Air China has withdrawn its in-flight magazine Wings of China after a passage told tourists to take “precautions” when visiting ethnic-minority areas in London.
The original article read: “London is generally a safe place to travel, however precautions are needed when entering areas mainly populated by Indians, Pakistanis and black people.”
It also warned tourists should not go out alone at night, and advised “females to always be accompanied by another person” when travelling.
The magazine was distributed on Air China flights in September.
Air China Media, which publishes the Wings of China magazine, said it wished to apologise to “readers and passengers who are feeling uncomfortable”.
It explained the incident was due to an editorial mistake, which is at odds with the article’s initial intent to promote London’s beauty and has “caused misinterpretation by some media and readers.”
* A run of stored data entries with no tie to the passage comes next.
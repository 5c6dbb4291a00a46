//! Apply strategies for cart mutations.
//!
//! The manager picks one strategy per call: the remote strategy when a
//! remote endpoint is configured, the local one otherwise. The local
//! strategy doubles as the fallback when the remote one fails.

use std::sync::Arc;

use async_trait::async_trait;
use prasanna_farm_core::{Cart, CartMutation};

use crate::api::{ApiError, CartApi};
use crate::store::{KeyValueStore, load_cart};

/// What a strategy decided about a mutation.
#[derive(Debug, Clone, PartialEq)]
pub enum CartUpdate {
    /// Replace the in-memory cart with this authoritative state.
    Replace(Cart),
    /// Apply the mutation to the in-memory cart with the local merge rules.
    Merge,
}

/// A way of loading and mutating the session cart.
#[async_trait]
pub trait CartStrategy: Send + Sync {
    /// Short name for logs.
    fn name(&self) -> &'static str;

    /// Load the current cart.
    async fn fetch(&self) -> Result<Cart, ApiError>;

    /// Carry out a mutation.
    async fn apply(&self, mutation: &CartMutation) -> Result<CartUpdate, ApiError>;
}

/// Local-only strategy backed by the persistence store.
#[derive(Clone)]
pub struct LocalCartStrategy {
    store: Arc<dyn KeyValueStore>,
}

impl LocalCartStrategy {
    #[must_use]
    pub fn new(store: Arc<dyn KeyValueStore>) -> Self {
        Self { store }
    }

    /// The backing store.
    #[must_use]
    pub fn store(&self) -> &dyn KeyValueStore {
        self.store.as_ref()
    }
}

#[async_trait]
impl CartStrategy for LocalCartStrategy {
    fn name(&self) -> &'static str {
        "local"
    }

    async fn fetch(&self) -> Result<Cart, ApiError> {
        Ok(load_cart(self.store.as_ref()).unwrap_or_default())
    }

    async fn apply(&self, _mutation: &CartMutation) -> Result<CartUpdate, ApiError> {
        Ok(CartUpdate::Merge)
    }
}

/// Strategy that forwards every mutation to the remote cart service.
#[derive(Clone)]
pub struct RemoteCartStrategy {
    api: CartApi,
}

impl RemoteCartStrategy {
    #[must_use]
    pub const fn new(api: CartApi) -> Self {
        Self { api }
    }
}

#[async_trait]
impl CartStrategy for RemoteCartStrategy {
    fn name(&self) -> &'static str {
        "remote"
    }

    async fn fetch(&self) -> Result<Cart, ApiError> {
        Ok(self.api.get().await?.into())
    }

    async fn apply(&self, mutation: &CartMutation) -> Result<CartUpdate, ApiError> {
        let remote = match mutation {
            CartMutation::Add { product, quantity } => {
                self.api.add_item(&product.id, *quantity).await?
            }
            CartMutation::UpdateQuantity {
                product_id,
                quantity,
            } => self.api.update_item(product_id, *quantity).await?,
            CartMutation::Remove { product_id } => self.api.remove_item(product_id).await?,
            CartMutation::Clear => {
                self.api.clear().await?;
                return Ok(CartUpdate::Replace(Cart::new()));
            }
        };
        Ok(CartUpdate::Replace(remote.into()))
    }
}
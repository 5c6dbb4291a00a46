//! Prasanna Farm Core - Shared domain types.
//!
//! This crate provides the types used across the Prasanna Farm components:
//! - `storefront` - Catalog, cart state manager, checkout simulation
//! - `cli` - Command-line front end driving one storefront session
//!
//! # Architecture
//!
//! The core crate contains only types and pure logic - no I/O, no HTTP
//! clients, no persistence. The cart merge rules live here so that every
//! caller (local fallback, tests, fake services) applies the same arithmetic.
//!
//! # Modules
//!
//! - [`types`] - Ids, prices, products, categories, carts, orders, emails

#![cfg_attr(not(test), forbid(unsafe_code))]

pub mod types;

pub use types::*;
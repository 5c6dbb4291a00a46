//! One storefront session: configuration, cart, catalog and checkout.

use std::sync::Arc;

use prasanna_farm_core::{CartSummary, OrderConfirmation, ProductId};
use tracing::info;

use crate::api::{ApiClient, CartApi, CatalogApi};
use crate::cart::{CartManager, CartStrategy, RemoteCartStrategy};
use crate::catalog::CatalogService;
use crate::checkout::{Checkout, CheckoutForm};
use crate::config::StorefrontConfig;
use crate::error::{Error, Result};
use crate::store::{FileStore, KeyValueStore};

/// Session state shared by every front end.
///
/// This struct is cheaply cloneable via `Arc`. The cart is created once per
/// session and every caller sees the same instance.
#[derive(Clone)]
pub struct StorefrontSession {
    inner: Arc<StorefrontSessionInner>,
}

struct StorefrontSessionInner {
    config: StorefrontConfig,
    cart: CartManager,
    catalog: CatalogService,
    checkout: Checkout,
}

impl StorefrontSession {
    /// Start a session backed by the file store in `config.data_dir`.
    ///
    /// # Errors
    ///
    /// Returns an error if the data directory cannot be created or the HTTP
    /// client cannot be built.
    pub async fn start(config: StorefrontConfig) -> Result<Self> {
        let store = FileStore::open(&config.data_dir)?;
        Self::with_store(config, Arc::new(store)).await
    }

    /// Start a session over an arbitrary store.
    ///
    /// # Errors
    ///
    /// Returns an error if the HTTP client cannot be built.
    pub async fn with_store(
        config: StorefrontConfig,
        store: Arc<dyn KeyValueStore>,
    ) -> Result<Self> {
        let (cart_remote, catalog_remote) = match &config.remote {
            Some(remote) => {
                let client = ApiClient::new(remote)?;
                let strategy: Arc<dyn CartStrategy> =
                    Arc::new(RemoteCartStrategy::new(CartApi::new(client.clone())));
                (Some(strategy), Some(CatalogApi::new(client)))
            }
            None => (None, None),
        };

        info!(
            remote_enabled = config.remote_enabled(),
            data_dir = %config.data_dir.display(),
            "Starting storefront session"
        );

        let cart = CartManager::initialize(store, cart_remote).await;
        let catalog = CatalogService::new(catalog_remote);
        let checkout = Checkout::new(config.checkout_delay);

        Ok(Self {
            inner: Arc::new(StorefrontSessionInner {
                config,
                cart,
                catalog,
                checkout,
            }),
        })
    }

    #[must_use]
    pub fn config(&self) -> &StorefrontConfig {
        &self.inner.config
    }

    #[must_use]
    pub fn cart(&self) -> &CartManager {
        &self.inner.cart
    }

    #[must_use]
    pub fn catalog(&self) -> &CatalogService {
        &self.inner.catalog
    }

    /// Look a product up in the catalog and add it to the cart.
    ///
    /// # Errors
    ///
    /// Returns `Error::NotFound` if the catalog has no such product.
    pub async fn add_to_cart(&self, product_id: &ProductId, quantity: u32) -> Result<CartSummary> {
        let product = self
            .inner
            .catalog
            .product(product_id)
            .await
            .ok_or_else(|| Error::NotFound(format!("product {product_id}")))?;
        Ok(self.inner.cart.add_item(&product, quantity).await)
    }

    /// Place an order for the session cart.
    ///
    /// # Errors
    ///
    /// Returns `Error::Checkout` if the cart is empty or the form is invalid.
    pub async fn place_order(&self, form: &CheckoutForm) -> Result<OrderConfirmation> {
        Ok(self
            .inner
            .checkout
            .place_order(&self.inner.cart, form)
            .await?)
    }
}

#[cfg(test)]
#[allow(clippy::unwrap_used)]
mod tests {
    use std::time::Duration;

    use prasanna_farm_core::PaymentMethod;

    use super::*;
    use crate::store::{MemoryStore, load_cart};

    fn local_config() -> StorefrontConfig {
        let mut config = StorefrontConfig::local("unused");
        config.checkout_delay = Duration::ZERO;
        config
    }

    #[tokio::test]
    async fn test_add_to_cart_uses_catalog() {
        let store = Arc::new(MemoryStore::new());
        let session = StorefrontSession::with_store(local_config(), store.clone())
            .await
            .unwrap();

        let summary = session
            .add_to_cart(&ProductId::new("fruit-mango"), 2)
            .await
            .unwrap();
        assert_eq!(summary.item_count, 2);
        assert_eq!(summary.total_price.to_string(), "₹900");
        assert_eq!(load_cart(store.as_ref()).unwrap().total_items(), 2);

        let missing = session.add_to_cart(&ProductId::new("fruit-durian"), 1).await;
        assert!(matches!(missing, Err(Error::NotFound(_))));
    }

    #[tokio::test]
    async fn test_session_shares_one_cart() {
        let session = StorefrontSession::with_store(local_config(), Arc::new(MemoryStore::new()))
            .await
            .unwrap();
        let other = session.clone();

        session
            .add_to_cart(&ProductId::new("leafy-mint"), 1)
            .await
            .unwrap();
        assert_eq!(other.cart().total_items(), 1);
    }

    #[tokio::test]
    async fn test_file_backed_session_reloads_cart() {
        let dir = tempfile::tempdir().unwrap();
        let mut config = local_config();
        config.data_dir = dir.path().to_path_buf();

        let first = StorefrontSession::start(config.clone()).await.unwrap();
        first
            .add_to_cart(&ProductId::new("grain-rice"), 3)
            .await
            .unwrap();
        drop(first);

        let second = StorefrontSession::start(config).await.unwrap();
        assert_eq!(second.cart().total_items(), 3);
    }

    #[tokio::test]
    async fn test_place_order_through_session() {
        let session = StorefrontSession::with_store(local_config(), Arc::new(MemoryStore::new()))
            .await
            .unwrap();
        session
            .add_to_cart(&ProductId::new("dairy-milk"), 1)
            .await
            .unwrap();

        let form = CheckoutForm {
            full_name: "Ravi Kumar".to_string(),
            email: "ravi@example.in".to_string(),
            phone: "9000000000".to_string(),
            address: "4 Market Street".to_string(),
            city: "Hassan".to_string(),
            pincode: "573201".to_string(),
            payment_method: PaymentMethod::Wallet,
        };
        let order = session.place_order(&form).await.unwrap();
        assert_eq!(order.total.to_string(), "₹140");
        assert!(session.cart().cart().is_empty());

        let again = session.place_order(&form).await;
        assert!(matches!(again, Err(Error::Checkout(_))));
    }
}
It added: “This inappropriate description… was purely a work mistake by the editors and it’s not the magazine’s views.”
“We will immediately recall this entire issue of magazines and draw lessons from this incident.”
The travel advice caused outrage in London, where lawmakers called for an apology from the company, which is one of China’s biggest airlines.
London lawmaker Virendra Sharma, who emigrated from India to Britain in the 1960s, wrote to the Chinese ambassador to the UK to demand an apology, according to the BBC. “I am shocked and appalled that even today some people would see it as acceptable to write such blatantly untrue and racist statements.”
At a regular daily press conference today, China Foreign Ministry spokeswoman Hua Chunying told reporters that she had read Air China’s statement, but didn’t know much about the situation. However, she does know that China is against racism:
“I want to stress that the Chinese government upholds equality among all ethnic groups and opposes all forms of racial discrimination. This position is consistent and clear,” she said.
On Chinese social media, most commenters expressed bafflement at the backlash.
In a common refrain, one user of Weibo platform asked: “This is just stating the truth — what is there to apologise about?”
It’s not the first time Chinese businesses have been criticized for being tone-deaf over issues of race and ethnicity.
In May, an online detergent ad, which shows an African man coming out of the washing machine as a “whiter” Asian guy, triggered criticism.